__Provided entries__
———

use std::path::PathBuf;

use clap::{Parser, Subcommand};

use crate::process::ProcessSort;

#[derive(Parser, Debug)]
#[command(
    name = "claudewatch",
    version,
    about = "Inspect running Claude CLI processes and their session logs"
)]
pub struct Cli {
    /// Dashboard refresh interval in seconds.
    #[arg(long, global = true, value_name = "SECS")]
    pub interval: Option<u64>,

    /// Include MCP helper processes.
    #[arg(long, global = true)]
    pub show_helpers: bool,

    #[command(subcommand)]
    pub command: Option<Commands>,
}

#[derive(Subcommand, Debug)]
pub enum Commands {
    /// Print a one-shot table of running Claude processes.
    Processes {
        #[arg(long, value_enum, default_value_t = ProcessSort::Pid)]
        sort: ProcessSort,
        #[arg(long)]
        json: bool,
    },
    /// List session logs recorded for a working directory.
    Sessions {
        #[arg(value_name = "DIR")]
        dir: PathBuf,
        #[arg(long)]
        json: bool,
    },
    /// Parse one session log and print its statistics and conversation.
    Inspect {
        #[arg(value_name = "FILE")]
        file: PathBuf,
        #[arg(long)]
        json: bool,
    },
    /// List project directories that have session logs.
    Projects {
        #[arg(long)]
        json: bool,
    },
}
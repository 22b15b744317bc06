//! Per-platform lookup of a process's current working directory.
//!
//! The scanner only sees the [`WorkingDirResolver`] trait. [`PlatformWorkingDir`]
//! picks the implementation for the build target; tests pass closures.

use std::path::PathBuf;

use crate::error::WorkingDirError;

pub trait WorkingDirResolver {
    fn resolve(&self, pid: u32) -> Result<PathBuf, WorkingDirError>;
}

impl<F> WorkingDirResolver for F
where
    F: Fn(u32) -> Result<PathBuf, WorkingDirError>,
{
    fn resolve(&self, pid: u32) -> Result<PathBuf, WorkingDirError> {
        self(pid)
    }
}

#[cfg(target_os = "linux")]
pub type PlatformWorkingDir = ProcfsWorkingDir;

#[cfg(not(target_os = "linux"))]
pub type PlatformWorkingDir = SysinfoWorkingDir;

/// Reads the `/proc/<pid>/cwd` symlink.
#[cfg(target_os = "linux")]
#[derive(Debug, Default, Clone, Copy)]
pub struct ProcfsWorkingDir;

#[cfg(target_os = "linux")]
impl WorkingDirResolver for ProcfsWorkingDir {
    fn resolve(&self, pid: u32) -> Result<PathBuf, WorkingDirError> {
        std::fs::read_link(format!("/proc/{pid}/cwd"))
            .map_err(|err| WorkingDirError::from_io(pid, err))
    }
}

/// Refreshes a single pid through sysinfo with only the cwd requested.
/// On macOS this ends up in `proc_pidinfo(PROC_PIDVNODEPATHINFO)`.
#[cfg(not(target_os = "linux"))]
#[derive(Debug, Default, Clone, Copy)]
pub struct SysinfoWorkingDir;

#[cfg(not(target_os = "linux"))]
impl WorkingDirResolver for SysinfoWorkingDir {
    fn resolve(&self, pid: u32) -> Result<PathBuf, WorkingDirError> {
        use sysinfo::{Pid, ProcessRefreshKind, ProcessesToUpdate, System, UpdateKind};

        let target = Pid::from_u32(pid);
        let mut system = System::new();
        system.refresh_processes_specifics(
            ProcessesToUpdate::Some(&[target]),
            true,
            ProcessRefreshKind::nothing().with_cwd(UpdateKind::Always),
        );
        let process = system
            .process(target)
            .ok_or(WorkingDirError::NotFound { pid })?;
        process
            .cwd()
            .filter(|cwd| !cwd.as_os_str().is_empty())
            .map(|cwd| cwd.to_path_buf())
            .ok_or(WorkingDirError::PermissionDenied { pid })
    }
}

#[cfg(test)]
mod tests {
    use super::*;

    #[test]
    fn closures_act_as_resolvers() {
        let resolver = |pid: u32| -> Result<PathBuf, WorkingDirError> {
            if pid == 1 {
                Ok(PathBuf::from("/work"))
            } else {
                Err(WorkingDirError::PermissionDenied { pid })
            }
        };

        assert_eq!(resolver.resolve(1).expect("cwd"), PathBuf::from("/work"));
        assert!(matches!(
            resolver.resolve(2),
            Err(WorkingDirError::PermissionDenied { pid: 2 })
        ));
    }

    #[test]
    fn platform_resolver_finds_own_working_directory() {
        let own = std::env::current_dir().expect("current dir");
        let resolved = PlatformWorkingDir::default()
            .resolve(std::process::id())
            .expect("own cwd");
        assert_eq!(
            resolved.canonicalize().expect("canonical resolved"),
            own.canonicalize().expect("canonical own")
        );
    }
}
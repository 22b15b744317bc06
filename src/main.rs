use std::process::ExitCode;

use anyhow::Result;
use clap::Parser;

use claudewatch::app;
use claudewatch::cli::{Cli, Commands};
use claudewatch::config::{self, WatchConfig};
use claudewatch::util::setup_tracing;

fn main() -> ExitCode {
    match run() {
        Ok(code) => ExitCode::from(code),
        Err(err) => {
            eprintln!("claudewatch error: {err:#}");
            ExitCode::from(1)
        }
    }
}

fn run() -> Result<u8> {
    setup_tracing();
    let cli = Cli::parse();
    let config = WatchConfig::load_or_init()?;
    let runtime = config::runtime_settings(&config, cli.interval, cli.show_helpers);

    match cli.command {
        Some(Commands::Processes { sort, json }) => {
            app::print_processes(&config, &runtime, sort, json)?;
        }
        Some(Commands::Sessions { dir, json }) => app::print_sessions(&dir, json)?,
        Some(Commands::Inspect { file, json }) => {
            app::print_inspect(&file, json, config.display.message_preview_chars)?;
        }
        Some(Commands::Projects { json }) => app::print_projects(json)?,
        None => app::run_dashboard(config, runtime)?,
    }
    Ok(0)
}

———

__Exercise objective__
All lines from the top of the data through the line containing "F: Fn(u32) ->" need to be retyped exactly, and nothing more.

__Solution__
use std::path::PathBuf;

use clap::{Parser, Subcommand};

use crate::process::ProcessSort;

#[derive(Parser, Debug)]
#[command(
    name = "claudewatch",
    version,
    about = "Inspect running Claude CLI processes and their session logs"
)]
pub struct Cli {
    /// Dashboard refresh interval in seconds.
    #[arg(long, global = true, value_name = "SECS")]
    pub interval: Option<u64>,

    /// Include MCP helper processes.
    #[arg(long, global = true)]
    pub show_helpers: bool,

    #[command(subcommand)]
    pub command: Option<Commands>,
}

#[derive(Subcommand, Debug)]
pub enum Commands {
    /// Print a one-shot table of running Claude processes.
    Processes {
        #[arg(long, value_enum, default_value_t = ProcessSort::Pid)]
        sort: ProcessSort,
        #[arg(long)]
        json: bool,
    },
    /// List session logs recorded for a working directory.
    Sessions {
        #[arg(value_name = "DIR")]
        dir: PathBuf,
        #[arg(long)]
        json: bool,
    },
    /// Parse one session log and print its statistics and conversation.
    Inspect {
        #[arg(value_name = "FILE")]
        file: PathBuf,
        #[arg(long)]
        json: bool,
    },
    /// List project directories that have session logs.
    Projects {
        #[arg(long)]
        json: bool,
    },
}
repository 22b15b744317bc06
//! Per-platform lookup of a process's current working directory.
//!
//! The scanner only sees the [`WorkingDirResolver`] trait. [`PlatformWorkingDir`]
//! picks the implementation for the build target; tests pass closures.

use std::path::PathBuf;

use crate::error::WorkingDirError;

pub trait WorkingDirResolver {
    fn resolve(&self, pid: u32) -> Result<PathBuf, WorkingDirError>;
}

impl<F> WorkingDirResolver for F
where
    F: Fn(u32) -> Result<PathBuf, WorkingDirError>,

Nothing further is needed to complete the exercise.